Telephone-based CBT may be a convenient option for patients, said lead study author Roseanne D. Dobkin, PhD, of the department of psychiatry at Rutgers Robert Wood Johnson Medical School in Piscataway, N.J., and the VA New Jersey Health Care System in Lyons. “A notable proportion of people with Parkinson’s [disease] do not receive the much needed mental health treatment to facilitate proactive coping with the daily challenges superimposed by their medical condition,” Dr. Dobkin said in a news release. “This study suggests that the effects of the [CBT] last long beyond when the treatment stopped and can be used alongside standard neurological care.”



An undertreated problem

Although depression affects about half of patients with Parkinson’s disease and is associated with physical and cognitive decline, it often goes overlooked and undertreated, the study authors said. Data about the efficacy and tolerability of antidepressants are mixed. CBT holds promise for reducing depression in Parkinson’s disease, prior research suggests, but patients may have limited access to in-person sessions because of physical and geographic barriers.

To assess the efficacy of telephone-based CBT for depression in Parkinson’s disease, compared with community-based treatment as usual, Dr. Dobkin and colleagues conducted a randomized controlled trial. Their study included 72 patients with Parkinson’s disease at an academic medical center. Participants had a depressive disorder, were between aged 35 and 85 years, had stable Parkinson’s disease and mental health treatment for at least 6 weeks, and had a family member or friend willing to participate in the study. The investigators excluded patients with possible dementia or marked cognitive impairment and active suicidal plans or intent.

Participants were randomly assigned to receive usual care plus telephone-based CBT or usual care only. Patients taking antidepressants were evenly divided between the groups.

Telephone-based CBT consisted of weekly 1-hour sessions for 10 weeks. During 6 months of follow-up, patients could receive one session per month if desired. The CBT “targeted negative thoughts (e.g., ‘I have no control’; ‘I am helpless’) and behaviors (e.g., avoidance, excessive worry, lack of exercise),” the investigators said. In addition, therapists trained patients’ care partners by telephone to help patients between sessions. Treatment as usual was defined by patients’ health care teams. For most participants in both groups, treatment as usual included taking antidepressant medication or receiving psychotherapy in the community.
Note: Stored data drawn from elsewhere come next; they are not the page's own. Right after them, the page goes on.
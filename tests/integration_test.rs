//! Integration tests for the smoketest application.
//!
//! These tests drive `run_smoketest()` end to end against a mock HTTP server:
//! input files on disk, a JSON report written to a temp file, and the
//! resulting `RunReport`. They make no real network requests.

use std::fs;
use std::time::Duration;

use serde_json::Value;
use smoketest::{run_smoketest, ReportFormat, RunOptions, Settings};
use tempfile::TempDir;
use tokio_util::sync::CancellationToken;
use wiremock::matchers::{header, path};
use wiremock::{Mock, MockServer, ResponseTemplate};

fn options_for(dir: &TempDir, input: &str) -> RunOptions {
    RunOptions {
        input_filenames: vec![dir.path().join(input).to_string_lossy().into_owned()],
        cachebust: false,
        user_agent: "smoketest-integration".to_string(),
        threads: 2,
        format: ReportFormat::Json,
        output: Some(dir.path().join("report.json")),
        ..Default::default()
    }
}

fn read_report(dir: &TempDir) -> Value {
    let text = fs::read_to_string(dir.path().join("report.json")).expect("report written");
    serde_json::from_str(&text).expect("report is JSON")
}

#[tokio::test]
async fn test_passing_suite_writes_json_report() {
    let server = MockServer::start().await;
    Mock::given(path("/"))
        .and(header("user-agent", "smoketest-integration"))
        .respond_with(
            ResponseTemplate::new(200)
                .insert_header("content-type", "text/html")
                .set_body_string("<html><head><title>Home</title></head></html>"),
        )
        .mount(&server)
        .await;
    Mock::given(path("/api/status"))
        .respond_with(ResponseTemplate::new(200).set_body_string(r#"{"status": "ok"}"#))
        .mount(&server)
        .await;

    let dir = TempDir::new().expect("temp dir");
    fs::write(
        dir.path().join("checks.yaml"),
        format!(
            r#"
- directive: check
  url: {base}/
  html:
    - selector: title
      equals: Home
- directive: check
  url: {base}/api/status
  json:
    - selector: status
      equals: ok
"#,
            base = server.uri()
        ),
    )
    .expect("write suite");

    let mut options = options_for(&dir, "checks.yaml");
    options.verbosity = 3;
    let report = run_smoketest(options, &Settings::default(), &CancellationToken::new())
        .await
        .expect("run completes");

    assert!(report.success);
    assert!(!report.cancelled);
    assert_eq!(report.passes, 1);
    assert_eq!(report.remaining_failures, 0);

    let document = read_report(&dir);
    assert_eq!(document["configuration"]["format"], "json");
    let passes = document["results"].as_array().expect("results list");
    assert_eq!(passes.len(), 1);
    assert_eq!(passes[0]["summary"]["successes"], 4);
    assert_eq!(passes[0]["summary"]["failures"], 0);
    assert_eq!(passes[0]["urls"].as_array().map(Vec::len), Some(4));
}

#[tokio::test]
async fn test_failing_suite_reruns_and_reports_failure() {
    let server = MockServer::start().await;
    Mock::given(path("/missing"))
        .respond_with(ResponseTemplate::new(404))
        .expect(2)
        .mount(&server)
        .await;
    Mock::given(path("/fine"))
        .respond_with(ResponseTemplate::new(200))
        .expect(1)
        .mount(&server)
        .await;

    let dir = TempDir::new().expect("temp dir");
    fs::write(
        dir.path().join("urls.txt"),
        format!("{base}/fine\n{base}/missing\n", base = server.uri()),
    )
    .expect("write list");

    let mut options = options_for(&dir, "urls.txt");
    options.passes = 2;
    options.delay_between_passes = Duration::ZERO;
    let report = run_smoketest(options, &Settings::default(), &CancellationToken::new())
        .await
        .expect("run completes");

    assert!(!report.success);
    assert_eq!(report.passes, 2);
    assert_eq!(report.remaining_failures, 1);

    let document = read_report(&dir);
    let passes = document["results"].as_array().expect("results list");
    assert_eq!(passes.len(), 2);
    // Verbosity 0 records failures only.
    let second = passes[1]["urls"].as_array().expect("urls list");
    assert_eq!(second.len(), 1);
    assert_eq!(second[0]["url"], format!("{}/missing", server.uri()));
    assert_eq!(second[0]["passed"], false);
}

#[tokio::test]
async fn test_dry_run_against_unreachable_hosts_succeeds() {
    let dir = TempDir::new().expect("temp dir");
    fs::write(
        dir.path().join("urls.txt"),
        "http://127.0.0.1:1/\n404 http://127.0.0.1:1/gone\n",
    )
    .expect("write list");

    let mut options = options_for(&dir, "urls.txt");
    options.dry_run = true;
    let report = run_smoketest(options, &Settings::default(), &CancellationToken::new())
        .await
        .expect("run completes");

    assert!(report.success);
}

#[tokio::test]
async fn test_invalid_input_fails_before_any_request() {
    let server = MockServer::start().await;
    Mock::given(path("/"))
        .respond_with(ResponseTemplate::new(200))
        .expect(0)
        .mount(&server)
        .await;

    let dir = TempDir::new().expect("temp dir");
    fs::write(
        dir.path().join("checks.json"),
        format!(
            r#"[{{"directive": "check", "url": "{}/"}}, {{"directive": "check"}}]"#,
            server.uri()
        ),
    )
    .expect("write suite");

    let err = run_smoketest(
        options_for(&dir, "checks.json"),
        &Settings::default(),
        &CancellationToken::new(),
    )
    .await
    .expect_err("missing url is fatal");
    assert!(format!("{err:#}").contains("checks.json"));
    assert!(!dir.path().join("report.json").exists());
}

#[tokio::test]
async fn test_cancelled_run_is_not_a_success() {
    let dir = TempDir::new().expect("temp dir");
    fs::write(dir.path().join("urls.txt"), "http://127.0.0.1:1/\n").expect("write list");

    let shutdown = CancellationToken::new();
    shutdown.cancel();
    let report = run_smoketest(options_for(&dir, "urls.txt"), &Settings::default(), &shutdown)
        .await
        .expect("run completes");

    assert!(report.cancelled);
    assert!(!report.success);
    assert_eq!(report.passes, 0);
    assert_eq!(report.remaining_failures, 1);
}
Change in Hamilton Depression Rating Scale (HAM-D) score was the primary outcome. Secondary outcomes included whether patients considered their depression much improved and improvements in depression severity (as measured by the Beck Depression Inventory [BDI]), anxiety (as measured by the Hamilton Anxiety Rating Scale [HAM-A]), and quality of life. The researchers also assessed negative thinking using the Inference Questionnaire. Blinded raters assessed outcomes.
 

Sustained improvements

Thirty-seven patients were randomized to receive telephone-based CBT, and 35 were randomized to treatment as usual. Overall, 70% were taking antidepressants, and 14% continued receiving psychotherapy from community providers of their choice during the trial. Participants’ average age was 65 years, and 51% were female.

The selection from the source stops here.